Forum: Ruby Noob Question - String Manipulation...

Announcement (2017-05-07): www.ruby-forum.com is now read-only since I unfortunately do not have the time to support and maintain the forum any more. Please see rubyonrails.org/community and ruby-lang.org/en/community for other Rails- und Ruby-related community platforms.
Joe C. (Guest)
on 2006-05-05 21:27
Hey, I'm pretty new to Ruby and am trying to absorb the "ruby way" of
things as much as I can.  What's the best way to solve this problem:

I have a string that contains html formating.  All I want is the plain
text.
Joseph Michaels (Guest)
on 2006-05-05 21:48
(Received via mailing list)
On 5/5/06, Joe C. <removed_email_address@domain.invalid> wrote:
> Hey, I'm pretty new to Ruby and am trying to absorb the "ruby way" of
> things as much as I can.  What's the best way to solve this problem:
>
> I have a string that contains html formating.  All I want is the plain
> text.
>

I don't know of any libraries offhand that can do this (CGI only has
escape/unescape), but it's fairly simple:

html_string.gsub(/<[^>]+>/, "")

Replacing that regex with something better, probably.
Francisco O. (Guest)
on 2006-05-05 21:57
(Received via mailing list)
I've been using

html_string.gsub(/<.*?>/,"")

for this. But it's always seemed more a "perl way" than a "ruby way".
Pistos C. (Guest)
on 2006-05-05 22:15
Joseph Michaels wrote:
>> I have a string that contains html formating.  All I want is the plain
>> text.
> html_string.gsub(/<[^>]+>/, "")
> Replacing that regex with something better, probably.

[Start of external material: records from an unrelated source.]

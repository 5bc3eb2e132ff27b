/* Effect plugin host: loads plugin libraries over the stable C ABI,
 * instantiates effects against per-effect services and tracks plugin use
 * counts so libraries are never torn down under a live effect. */

pub mod abi;
pub mod service;

use std::collections::HashSet;
use std::ffi::{CStr, CString};
use std::os::raw::c_char;
use std::path::PathBuf;
use std::sync::atomic::{AtomicUsize, Ordering};
use std::sync::{Arc, Mutex};
use std::time::Duration;

use thiserror::Error;
use tracing::{debug, error, info, warn};

use crate::context::Context;
use crate::keydb::Key;
use crate::render::RenderTarget;

use abi::{
    EffectTable, HostDefinition, KeyValue, ModuleDefinition, PluginTable, ABI_VERSION,
    ENGINE_MAJOR, ENGINE_MINOR, MODULE_ENTRY, MODULE_SIGNATURE,
};
use service::{EffectService, ServiceBox};

/* Draws one layer of the keyboard image each tick. */
pub trait Renderer: Send {
    fn render(&mut self, elapsed: Duration, target: &mut RenderTarget);
}

/* Full effect capability set. Event hooks default to no-ops. */
pub trait Effect: Renderer {
    fn handle_context_change(&mut self, _context: &Context) {}
    fn handle_generic_event(&mut self, _context: &Context) {}
    fn handle_key_event(&mut self, _key: &Key, _press: bool) {}
}

/* Shared handle: the device manager's cache and the render loop's active
 * list both reference the same instance. */
pub type EffectHandle = Arc<Mutex<dyn Effect + Send>>;

#[derive(Debug, Error)]
pub enum PluginError {
    #[error("no module <{0}> in search paths")]
    NotFound(String),
    #[error("failed to load {path}: {message}")]
    LoadFailed { path: String, message: String },
    #[error("module entry point not found")]
    NoEntryPoint,
    #[error("invalid plugin signature")]
    BadSignature,
    #[error("plugin ABI version {found} does not match host version {expected}")]
    AbiMismatch { found: u32, expected: u32 },
    #[error("plugin engine version {found} does not match host version {expected}")]
    VersionMismatch { found: u16, expected: u16 },
    #[error("plugin initialisation failed: {0}")]
    InitFailed(String),
}

/* Failure message channel for initialize: the host passes an error callback,
 * the module may call it before returning null. */
static LAST_ERROR: Mutex<Option<String>> = Mutex::new(None);

unsafe extern "C" fn host_error(message: *const c_char) {
    if message.is_null() {
        return;
    }
    let message = CStr::from_ptr(message).to_string_lossy().into_owned();
    if let Ok(mut guard) = LAST_ERROR.lock() {
        *guard = Some(message);
    }
}

static HOST: HostDefinition = HostDefinition {
    major: ENGINE_MAJOR,
    minor: ENGINE_MINOR,
    error: host_error,
};

fn take_last_error() -> String {
    LAST_ERROR
        .lock()
        .ok()
        .and_then(|mut guard| guard.take())
        .unwrap_or_else(|| "unknown error".to_string())
}

/* Validation shared by dynamic and static registration. The signature is
 * checked before anything else; a mismatched library is rejected without
 * its initialize ever running. */
fn validate_module(definition: &ModuleDefinition) -> Result<(), PluginError> {
    if definition.signature != MODULE_SIGNATURE {
        return Err(PluginError::BadSignature);
    }
    if definition.abi_version != ABI_VERSION {
        return Err(PluginError::AbiMismatch {
            found: definition.abi_version,
            expected: ABI_VERSION,
        });
    }
    if definition.major != ENGINE_MAJOR {
        return Err(PluginError::VersionMismatch {
            found: definition.major,
            expected: ENGINE_MAJOR,
        });
    }
    Ok(())
}

struct PluginTracker {
    name: String,
    /* keeps the definition and plugin table alive for dynamic modules */
    library: Option<libloading::Library>,
    definition: *const ModuleDefinition,
    plugin: *mut PluginTable,
    use_count: Arc<AtomicUsize>,
}

/* SAFETY: plugin tables are only invoked under the manager lock or from the
 * single render thread owning the effect. */
unsafe impl Send for PluginTracker {}

#[derive(Default)]
struct ManagerInner {
    plugins: Vec<PluginTracker>,
    attempted: HashSet<String>,
}

pub struct EffectManager {
    search_paths: Vec<PathBuf>,
    inner: Mutex<ManagerInner>,
}

impl EffectManager {
    pub fn new(search_paths: Vec<PathBuf>) -> Self {
        Self {
            search_paths,
            inner: Mutex::new(ManagerInner::default()),
        }
    }

    pub fn plugin_names(&self) -> Vec<String> {
        match self.inner.lock() {
            Ok(inner) => inner.plugins.iter().map(|p| p.name.clone()).collect(),
            Err(_) => Vec::new(),
        }
    }

    /* Register a module compiled into the host (used by tests and builtin
     * bundles). Same checks as a dynamic load. */
    pub fn add(&self, name: &str, definition: &'static ModuleDefinition) -> Result<(), PluginError> {
        validate_module(definition)?;
        let plugin = unsafe { (definition.initialize)(&HOST) };
        if plugin.is_null() {
            return Err(PluginError::InitFailed(take_last_error()));
        }
        let mut inner = match self.inner.lock() {
            Ok(inner) => inner,
            Err(poisoned) => poisoned.into_inner(),
        };
        inner.plugins.push(PluginTracker {
            name: name.to_string(),
            library: None,
            definition,
            plugin,
            use_count: Arc::new(AtomicUsize::new(0)),
        });
        info!("initialized static plugin <{name}>");
        Ok(())
    }

    /* Resolve `fx_<name>.so` in the search paths and initialise it. A name
     * that is already loaded is a no-op. */
    pub fn load(&self, name: &str) -> Result<(), PluginError> {
        {
            let mut inner = match self.inner.lock() {
                Ok(inner) => inner,
                Err(poisoned) => poisoned.into_inner(),
            };
            inner.attempted.insert(name.to_string());
            if inner.plugins.iter().any(|p| p.name == name) {
                return Ok(());
            }
        }
        let file_name = format!("fx_{name}.so");
        let path = self
            .search_paths
            .iter()
            .map(|dir| dir.join(&file_name))
            .find(|p| p.exists())
            .ok_or_else(|| PluginError::NotFound(file_name.clone()))?;
        debug!("loading {name} from {}", path.display());

        /* SAFETY: loading foreign code; the signature and version checks
         * below gate every call into it. */
        let library = unsafe { libloading::Library::new(&path) }.map_err(|err| {
            PluginError::LoadFailed {
                path: path.display().to_string(),
                message: err.to_string(),
            }
        })?;

        let definition: *const ModuleDefinition = unsafe {
            match library.get::<*const ModuleDefinition>(MODULE_ENTRY) {
                Ok(symbol) => *symbol,
                Err(_) => return Err(PluginError::NoEntryPoint),
            }
        };
        if definition.is_null() {
            return Err(PluginError::NoEntryPoint);
        }
        /* SAFETY: the symbol outlives `library`, held by the tracker. */
        validate_module(unsafe { &*definition })?;

        let plugin = unsafe { ((*definition).initialize)(&HOST) };
        if plugin.is_null() {
            return Err(PluginError::InitFailed(take_last_error()));
        }

        let mut inner = match self.inner.lock() {
            Ok(inner) => inner,
            Err(poisoned) => poisoned.into_inner(),
        };
        inner.plugins.push(PluginTracker {
            name: name.to_string(),
            library: Some(library),
            definition,
            plugin,
            use_count: Arc::new(AtomicUsize::new(0)),
        });
        info!("loaded plugin <{name}>");
        Ok(())
    }

    /* Instantiate an effect. Plugins are tried in load order; the first to
     * return a table wins. When none does and no plugin with that library
     * name was attempted yet, it is auto-loaded and the lookup retried. */
    pub fn create_effect(&self, name: &str, service: EffectService) -> Option<EffectInstance> {
        let service = ServiceBox::new(service);
        let Ok(effect_name) = CString::new(name) else {
            return None;
        };

        match self.try_create(&effect_name, name, service) {
            Ok(instance) => Some(instance),
            Err(service) => {
                let newly_attempted = match self.inner.lock() {
                    Ok(mut inner) => inner.attempted.insert(name.to_string()),
                    Err(_) => false,
                };
                if !newly_attempted {
                    return None;
                }
                if let Err(err) = self.load(name) {
                    warn!("cannot load plugin <{name}>: {err}");
                    return None;
                }
                self.try_create(&effect_name, name, service).ok()
            }
        }
    }

    fn try_create(
        &self,
        effect_name: &CStr,
        name: &str,
        mut service: Box<ServiceBox>,
    ) -> Result<EffectInstance, Box<ServiceBox>> {
        let mut inner = match self.inner.lock() {
            Ok(inner) => inner,
            Err(poisoned) => poisoned.into_inner(),
        };
        for tracker in &mut inner.plugins {
            /* SAFETY: tracker.plugin came from a validated module. */
            let effect = unsafe {
                ((*tracker.plugin).create_effect)(
                    tracker.plugin,
                    effect_name.as_ptr(),
                    &mut service.table,
                )
            };
            if effect.is_null() {
                continue;
            }
            tracker.use_count.fetch_add(1, Ordering::SeqCst);
            debug!("created effect <{name}> from plugin <{}>", tracker.name);
            return Ok(EffectInstance {
                name: name.to_string(),
                effect,
                plugin: tracker.plugin,
                destroy: unsafe { (*tracker.plugin).destroy_effect },
                service,
                use_count: Arc::clone(&tracker.use_count),
            });
        }
        Err(service)
    }
}

impl Drop for EffectManager {
    fn drop(&mut self) {
        let mut inner = match self.inner.lock() {
            Ok(inner) => inner,
            Err(poisoned) => poisoned.into_inner(),
        };
        for tracker in inner.plugins.drain(..) {
            let uses = tracker.use_count.load(Ordering::SeqCst);
            if uses != 0 {
                /* protocol violation; unload proceeds regardless */
                error!(
                    "critical: plugin <{}> still has {uses} live effects at unload",
                    tracker.name
                );
            }
            /* SAFETY: definition outlives the tracker; shutdown is the
             * documented teardown entry point. */
            let ok = unsafe { ((*tracker.definition).shutdown)(&HOST, tracker.plugin) };
            if !ok {
                warn!("plugin <{}> reported shutdown failure: {}", tracker.name, take_last_error());
            }
        }
    }
}

/* A live effect bound to its service, driving the plugin function table.
 * Dropping it destroys the plugin-side object and releases the use count. */
pub struct EffectInstance {
    name: String,
    effect: *mut EffectTable,
    plugin: *mut PluginTable,
    destroy: unsafe extern "C" fn(*mut PluginTable, *mut EffectTable, *mut abi::ServiceTable),
    service: Box<ServiceBox>,
    use_count: Arc<AtomicUsize>,
}

/* SAFETY: the instance is driven from one thread at a time (render loop or
 * event loop under the device manager's lock). */
unsafe impl Send for EffectInstance {}

impl EffectInstance {
    pub fn name(&self) -> &str {
        &self.name
    }

    pub fn service(&self) -> &EffectService {
        &self.service.service
    }

    fn with_context_pairs(&mut self, context: &Context, f: impl FnOnce(&mut Self, &[KeyValue])) {
        let owned: Vec<(CString, CString)> = context
            .iter()
            .filter_map(|(k, v)| Some((CString::new(k).ok()?, CString::new(v).ok()?)))
            .collect();
        let pairs: Vec<KeyValue> = owned
            .iter()
            .map(|(k, v)| KeyValue { key: k.as_ptr(), value: v.as_ptr() })
            .collect();
        f(self, &pairs);
    }
}

impl Renderer for EffectInstance {
    fn render(&mut self, elapsed: Duration, target: &mut RenderTarget) {
        let len = target.len();
        /* SAFETY: table pointers are valid while the plugin is loaded; the
         * buffer outlives the call. */
        unsafe {
            ((*self.effect).render)(self.effect, elapsed.as_millis() as u64, target.as_mut_ptr(), len)
        }
    }
}

impl Effect for EffectInstance {
    fn handle_context_change(&mut self, context: &Context) {
        self.with_context_pairs(context, |this, pairs| unsafe {
            ((*this.effect).handle_context_change)(this.effect, pairs.as_ptr(), pairs.len())
        });
    }

    fn handle_generic_event(&mut self, context: &Context) {
        self.with_context_pairs(context, |this, pairs| unsafe {
            ((*this.effect).handle_generic_event)(this.effect, pairs.as_ptr(), pairs.len())
        });
    }

    fn handle_key_event(&mut self, key: &Key, press: bool) {
        /* SAFETY: as in render. */
        unsafe {
            ((*self.effect).handle_key_event)(self.effect, key.index as u32, key.key_code, press)
        }
    }
}

impl Drop for EffectInstance {
    fn drop(&mut self) {
        /* SAFETY: single release path; the deleter owns the decrement. */
        unsafe { (self.destroy)(self.plugin, self.effect, &mut self.service.table) };
        self.use_count.fetch_sub(1, Ordering::SeqCst);
    }
}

gsubbing breaks down for more complex test cases, such as things
containing source code, or problematic attribute strings (e.g. <sometag
someattr="some>str">).

If you really want to be accurate, I suggest using an XML or HTML
parsing tool, such as Mechanize or RubyfulSoup.

Pistos
Ross B. (Guest)
on 2006-05-05 22:50
(Received via mailing list)
On Sat, 2006-05-06 at 02:28 +0900, Joe C. wrote:
> Hey, I'm pretty new to Ruby and am trying to absorb the "ruby way" of
> things as much as I can.  What's the best way to solve this problem:
>
> I have a string that contains html formating.  All I want is the plain
> text.
>

There's more to this than meets the eye - it's often best to hand off
the hard stuff to someone else :)

def fetchtext(uri)
  `lynx --dump #{uri}`
end

puts fetchtext('www.google.com')
# =>
#                     [1]Personalised Home | [2]Sign in
#
#                                   Google
#
#    Web    [3]Images    [4]Groups    [5]News    [6]Froogle    [7]more »
#
# ... [snipped] ...
This topic is locked and can not be replied to.